15% of the doses of the Pfizer/BioNTech vaccines bottled at factory in northwest France will be injected into French arms

Covid-19 vaccines bottled in France should be available for use in about a month after they have been granted approval.

The vital and difficult step in the production process - putting the Pfizer / BioNTech vaccine into vials - began on Wednesday, April 7, President Emmanuel Macron announced on Twitter.

French company Delpharm is in charge of the filling the vials, and the packaging and sanitising phase of production - part of a complex system that involves companies across Europe. It confirmed that production had begun, as France aims to produce 250million doses by the end of the year.

The vaccine was delivered in bulk from BioNTech's plant in Marburg, Germany.

Read more: Covidliste: Get a Covid vaccination from leftover doses in France

Several sites in Germany had been involved in the production process of the vaccine prior to its arrival at Marburg.

Delpharm recruited about 50 people at its Eure-et-Loir site to handle the workload. “We have purchased 55 freezers and five tonnes of dry ice will be necessary to ensure the shipment of each batch of vaccine at -70C,” Stéphane Lepeu, Delpharm's deputy CEO, told French business magazine Challenges.

After approval, the vaccines will be used across Europe and exported further afield. France should receive about 15% of the final product, the company confirmed.

Read more: When will life return to normal in France after Covid-19?

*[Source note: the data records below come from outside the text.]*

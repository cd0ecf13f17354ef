//! Embedder-supplied callables, looked up by name at invocation time.
//!
//! The engine never defines actions or guards itself; configs reference them
//! symbolically and the [`Setup`] maps those names to boxed functions.
//! Construction does not validate names against the registry; an
//! unresolved name is a runtime error at the moment of invocation.

use std::collections::HashMap;

use serde_json::Value;

use crate::error::Error;
use crate::machine::Event;

/// A named side-effecting action: may mutate the shared context, returns an
/// arbitrary result value that gets surfaced in the dispatch result.
pub type ActionFn = Box<dyn Fn(&mut Value, &Event) -> anyhow::Result<Value> + Send>;

/// A named predicate deciding whether a candidate transition matches.
pub type GuardFn = Box<dyn Fn(&Value, &Event) -> anyhow::Result<bool> + Send>;

/// Registry of actions and guards referenced by name from the config.
/// Both tables default to empty.
#[derive(Default)]
pub struct Setup {
  actions: HashMap<String, ActionFn>,
  guards: HashMap<String, GuardFn>,
}

impl Setup {
  pub fn new() -> Self {
    Self::default()
  }

  pub fn action<F>(mut self, name: impl Into<String>, action: F) -> Self
  where
    F: Fn(&mut Value, &Event) -> anyhow::Result<Value> + Send + 'static,
  {
    self.actions.insert(name.into(), Box::new(action));
    self
  }

  /// Register a pre-boxed action, e.g. one built by [`assign`].
  pub fn boxed_action(mut self, name: impl Into<String>, action: ActionFn) -> Self {
    self.actions.insert(name.into(), action);
    self
  }

  pub fn guard<F>(mut self, name: impl Into<String>, guard: F) -> Self
  where
    F: Fn(&Value, &Event) -> anyhow::Result<bool> + Send + 'static,
  {
    self.guards.insert(name.into(), Box::new(guard));
    self
  }

  pub(crate) fn run_action(
    &self,
    name: &str,
    context: &mut Value,
    event: &Event,
  ) -> Result<Value, Error> {
    let action = self
        .actions
        .get(name)
        .ok_or_else(|| Error::MissingAction(name.to_string()))?;
    action(context, event).map_err(|source| Error::ActionFailed {
      name: name.to_string(),
      source,
    })
  }

  pub(crate) fn run_guard(
    &self,
    name: &str,
    context: &Value,
    event: &Event,
  ) -> Result<bool, Error> {
    let guard = self
        .guards
        .get(name)
        .ok_or_else(|| Error::MissingGuard(name.to_string()))?;
    guard(context, event).map_err(|source| Error::GuardFailed {
      name: name.to_string(),
      source,
    })
  }
}

/// Build an action that merges the object computed by `updater` into the
/// machine context, key by key.  The applied patch doubles as the action
/// result.  Context mutation is the only way domain state changes, so most
/// embedders want at least one of these.
pub fn assign<F>(updater: F) -> ActionFn
where
  F: Fn(&Value, &Event) -> Value + Send + 'static,
{
  Box::new(move |context, event| {
    let patch = updater(context, event);
    if let Some(fields) = patch.as_object() {
      if !context.is_object() {
        *context = Value::Object(serde_json::Map::new());
      }
      if let Some(target) = context.as_object_mut() {
        for (key, value) in fields {
          target.insert(key.clone(), value.clone());
        }
      }
    }
    Ok(patch)
  })
}
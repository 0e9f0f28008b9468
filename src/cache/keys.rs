//! Cache key scheme.
//!
//! Keys are derived from store-assigned ids so a mutation can invalidate
//! its entry without consulting the cache's contents.

/// Key for a single item snapshot.
pub fn item_key(id: i64) -> String {
    format!("item_{id}")
}

#[cfg(test)]
mod tests {
    use super::*;

    #[test]
    fn item_keys_embed_the_id() {
        assert_eq!(item_key(1), "item_1");
        assert_eq!(item_key(999), "item_999");
    }

    #[test]
    fn distinct_ids_never_collide() {
        assert_ne!(item_key(1), item_key(11));
    }
}
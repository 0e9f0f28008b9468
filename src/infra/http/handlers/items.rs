//! Item CRUD handlers.
//!
//! Every route here sits behind the bearer-token middleware; handlers can
//! assume an authenticated principal.

use axum::Json;
use axum::extract::{Extension, Path, State};
use axum::http::StatusCode;
use axum::response::IntoResponse;
use tracing::debug;

use crate::application::items::ItemInput;

use super::item_to_api;
use crate::infra::http::error::ApiError;
use crate::infra::http::middleware::AuthPrincipal;
use crate::infra::http::models::{ItemPayload, ItemResponse};
use crate::infra::http::state::AppState;

pub async fn list_items(State(state): State<AppState>) -> Result<impl IntoResponse, ApiError> {
    let items = state.items.list().await.map_err(item_to_api)?;
    let items: Vec<ItemResponse> = items.into_iter().map(ItemResponse::from).collect();
    Ok(Json(items))
}

pub async fn retrieve_item(
    State(state): State<AppState>,
    Path(id): Path<i64>,
) -> Result<impl IntoResponse, ApiError> {
    let item = state.items.retrieve(id).await.map_err(item_to_api)?;
    Ok(Json(ItemResponse::from(item)))
}

pub async fn create_item(
    State(state): State<AppState>,
    Extension(principal): Extension<AuthPrincipal>,
    Json(payload): Json<ItemPayload>,
) -> Result<impl IntoResponse, ApiError> {
    let item = state
        .items
        .create(ItemInput {
            name: payload.name,
            description: payload.description,
        })
        .await
        .map_err(item_to_api)?;

    debug!(
        target: "curio::http::items",
        user_id = principal.user_id,
        item_id = item.id,
        "item created"
    );
    Ok((StatusCode::CREATED, Json(ItemResponse::from(item))))
}

pub async fn update_item(
    State(state): State<AppState>,
    Extension(principal): Extension<AuthPrincipal>,
    Path(id): Path<i64>,
    Json(payload): Json<ItemPayload>,
) -> Result<impl IntoResponse, ApiError> {
    let item = state
        .items
        .update(
            id,
            ItemInput {
                name: payload.name,
                description: payload.description,
            },
        )
        .await
        .map_err(item_to_api)?;

    debug!(
        target: "curio::http::items",
        user_id = principal.user_id,
        item_id = id,
        "item updated"
    );
    Ok(Json(ItemResponse::from(item)))
}

pub async fn delete_item(
    State(state): State<AppState>,
    Extension(principal): Extension<AuthPrincipal>,
    Path(id): Path<i64>,
) -> Result<impl IntoResponse, ApiError> {
    state.items.delete(id).await.map_err(item_to_api)?;

    debug!(
        target: "curio::http::items",
        user_id = principal.user_id,
        item_id = id,
        "item deleted"
    );
    Ok(StatusCode::NO_CONTENT)
}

In a few days, Recipharm will begin to bottle Moderna vaccines in Indre-et-Loire. At the end of May, French pharmaceutical company Fareva will take care of the CureVac vaccine - which is not yet approved in the EU - in the Eure and in the Pyrénées-Atlantique.

Sanofi expects to start bottling Johnson & Johnson vaccines at a plant near Lyon from early summer. 

The AstraZeneca vaccine is not bottled in France and there are currently no plans to do so.